Tous ces éléments contribuent à développer et à installer les conflits. Mais le cœur du problème vient peut-être des caractéristiques du travail et de ses évolutions insuffisamment identifiées et accompagnées : l'augmentation du nombre d’enfants suivis ; le changement de nature des pathologies ; la nécessité de construire des approches pluridisciplinaires.

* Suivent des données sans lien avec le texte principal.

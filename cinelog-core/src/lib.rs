//! # Cinelog Core
//!
//! Core library for the Cinelog media catalog, providing the watch-state
//! store, the progress reconciler, engagement services and the database
//! abstraction behind them.
//!
//! ## Overview
//!
//! - **Watch-State Store**: durable per-user episode and series facts with
//!   race-free conditional toggles
//! - **Progress Reconciler**: keeps episode facts, the explicit series-level
//!   watched fact and the derived completion percentage consistent
//! - **Engagement Stores**: watchlist, favorites, ratings and comments,
//!   independent of watch progress
//! - **Catalog**: shared media rows with merge-on-conflict upserts, provider
//!   search fallback and discovery sync
//! - **Database Abstraction**: `async_trait` ports with Postgres adapters
//!
//! ## Architecture
//!
//! - [`database::ports`]: repository traits consumed by services
//! - [`database::infrastructure`]: SQLx/Postgres adapters
//! - [`progress`]: the reconciliation policy
//! - [`engagement`] / [`catalog`]: validation and composition services
//! - [`providers`]: the narrow metadata-provider boundary

pub mod api_types;
pub mod application;
pub mod catalog;
pub mod database;
pub mod engagement;
pub mod error;
pub mod progress;
pub mod providers;

pub use api_types::ApiResponse;
pub use application::AppUnitOfWork;
pub use catalog::CatalogService;
pub use database::PostgresDatabase;
pub use engagement::EngagementService;
pub use error::{CoreError, Result};
pub use progress::{ProgressReconciler, completion_percentage};
pub use providers::MetadataProvider;
use axum::{
    extract::{Request, State},
    http::{StatusCode, header},
    middleware::Next,
    response::{IntoResponse, Response},
};
use cinelog_core::api_types::ApiResponse;
use cinelog_model::User;

use super::jwt::validate_token;
use crate::infra::app_state::AppState;

/// Resolve the bearer token to a [`User`] extension. Core operations never
/// execute without an authenticated identity; requests without a valid
/// token are rejected here.
pub async fn auth_middleware(
    State(state): State<AppState>,
    mut request: Request,
    next: Next,
) -> Result<Response, StatusCode> {
    let token = extract_bearer_token(&request)?;
    let user = validate_and_get_user(&state, &token).await?;

    request.extensions_mut().insert(user);
    Ok(next.run(request).await)
}

/// Require an admin role. Must run after `auth_middleware` in the layer
/// stack so the user extension is present.
pub async fn admin_middleware(request: Request, next: Next) -> Response {
    let user = match request.extensions().get::<User>() {
        Some(user) => user,
        None => {
            return (
                StatusCode::UNAUTHORIZED,
                axum::Json(ApiResponse::<()>::error(
                    "Authentication required".to_string(),
                )),
            )
                .into_response();
        }
    };

    if !user.role.is_admin() {
        return (
            StatusCode::FORBIDDEN,
            axum::Json(ApiResponse::<()>::error("Admin access required".to_string())),
        )
            .into_response();
    }

    next.run(request).await
}

fn extract_bearer_token(request: &Request) -> Result<String, StatusCode> {
    let auth_header = request
        .headers()
        .get(header::AUTHORIZATION)
        .and_then(|value| value.to_str().ok())
        .ok_or(StatusCode::UNAUTHORIZED)?;

    if !auth_header.starts_with("Bearer ") {
        return Err(StatusCode::UNAUTHORIZED);
    }

    Ok(auth_header[7..].to_string())
}

async fn validate_and_get_user(state: &AppState, token: &str) -> Result<User, StatusCode> {
    let claims = validate_token(token, &state.config.jwt_secret)
        .map_err(|_| StatusCode::UNAUTHORIZED)?;

    state
        .unit_of_work
        .users
        .get_user_by_id(claims.sub)
        .await
        .map_err(|_| StatusCode::UNAUTHORIZED)?
        .ok_or(StatusCode::UNAUTHORIZED)
}
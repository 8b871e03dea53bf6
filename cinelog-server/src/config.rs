use std::env;

/// Server configuration resolved from the environment (and an optional
/// `.env` file).
#[derive(Debug, Clone)]
pub struct Config {
    // Server settings
    pub server_host: String,
    pub server_port: u16,

    // Database settings
    pub database_url: String,

    // Auth settings
    pub jwt_secret: String,

    // Metadata provider settings
    pub tmdb_base_url: String,
    pub tmdb_api_key: String,

    // CORS settings
    pub cors_allowed_origins: Vec<String>,
}

impl Config {
    pub fn from_env() -> anyhow::Result<Self> {
        // Load .env file if present
        dotenvy::dotenv().ok();

        Ok(Self {
            server_host: env::var("SERVER_HOST").unwrap_or_else(|_| "0.0.0.0".to_string()),
            server_port: env::var("SERVER_PORT")
                .unwrap_or_else(|_| "5000".to_string())
                .parse()
                .unwrap_or(5000),

            database_url: env::var("DATABASE_URL")
                .map_err(|_| anyhow::anyhow!("DATABASE_URL must be set"))?,

            jwt_secret: env::var("JWT_SECRET")
                .map_err(|_| anyhow::anyhow!("JWT_SECRET must be set"))?,

            tmdb_base_url: env::var("TMDB_BASE_URL")
                .unwrap_or_else(|_| "https://api.themoviedb.org/3".to_string()),
            tmdb_api_key: env::var("TMDB_API_KEY").unwrap_or_default(),

            cors_allowed_origins: env::var("CORS_ALLOWED_ORIGINS")
                .unwrap_or_else(|_| "http://localhost:5000,http://localhost:5173".to_string())
                .split(',')
                .map(|s| s.trim().to_string())
                .collect(),
        })
    }
}
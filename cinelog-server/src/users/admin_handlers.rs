use axum::{Json, extract::State};
use cinelog_core::api_types::ApiResponse;
use cinelog_model::UserRole;
use serde::Deserialize;
use tracing::info;

use crate::errors::AppResult;
use crate::infra::app_state::AppState;

#[derive(Debug, Deserialize)]
pub struct PromoteRequest {
    pub email: String,
}

/// Grant the admin role to an existing account. Reachable only through the
/// admin middleware stack.
pub async fn promote_user(
    State(state): State<AppState>,
    Json(request): Json<PromoteRequest>,
) -> AppResult<Json<ApiResponse<()>>> {
    state
        .unit_of_work
        .users
        .set_role(&request.email, UserRole::Admin)
        .await?;

    info!("Promoted {} to admin", request.email);
    Ok(Json(
        ApiResponse::success(()).with_message(format!("{} is now an admin", request.email)),
    ))
}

Les relations avec les parents et les enfants ont également changé :

Autant d'éléments qui créent des incertitudes quant au diagnostic et aux protocoles thérapeutiques à construire et un travail de plus en plus complexe.



Plusieurs pistes d'amélioration sont avancées :

- travailler sur l’articulation des deux approches « motrice » et « psychologique » et la construction de la pluridisciplinarité ;

- poursuivre la formalisation des fonctions, des réunions d’équipes, du rôle des instances de direction ;

- prévenir les risques professionnels notamment liés à la charge psychique (des groupes de paroles, un psychologue extérieur) ;

- gérer les parcours professionnels en amont et sur un mode constructif ;

- construire une instance représentative des salariés plus représentative.

Avec quels effets ?  

Dans un premier temps, la démarche a permis de retrouver un niveau de dialogue et d’analyse avec des moyens pour sortir de la situation de crise.

Le modèle proposé a eu pour effet de resituer dans le temps et dans l’ensemble du système les facteurs clés de dysfonctionnement pour repérer dans le travail et son évolution les points qui ont posé problème, et non de se focaliser sur les individus et leurs comportements.

Cependant cela n’a pas été suffisant. L’une des psychologues au cœur du conflit n’est pas revenue et n’a gardé que le temps partiel à l’IEM.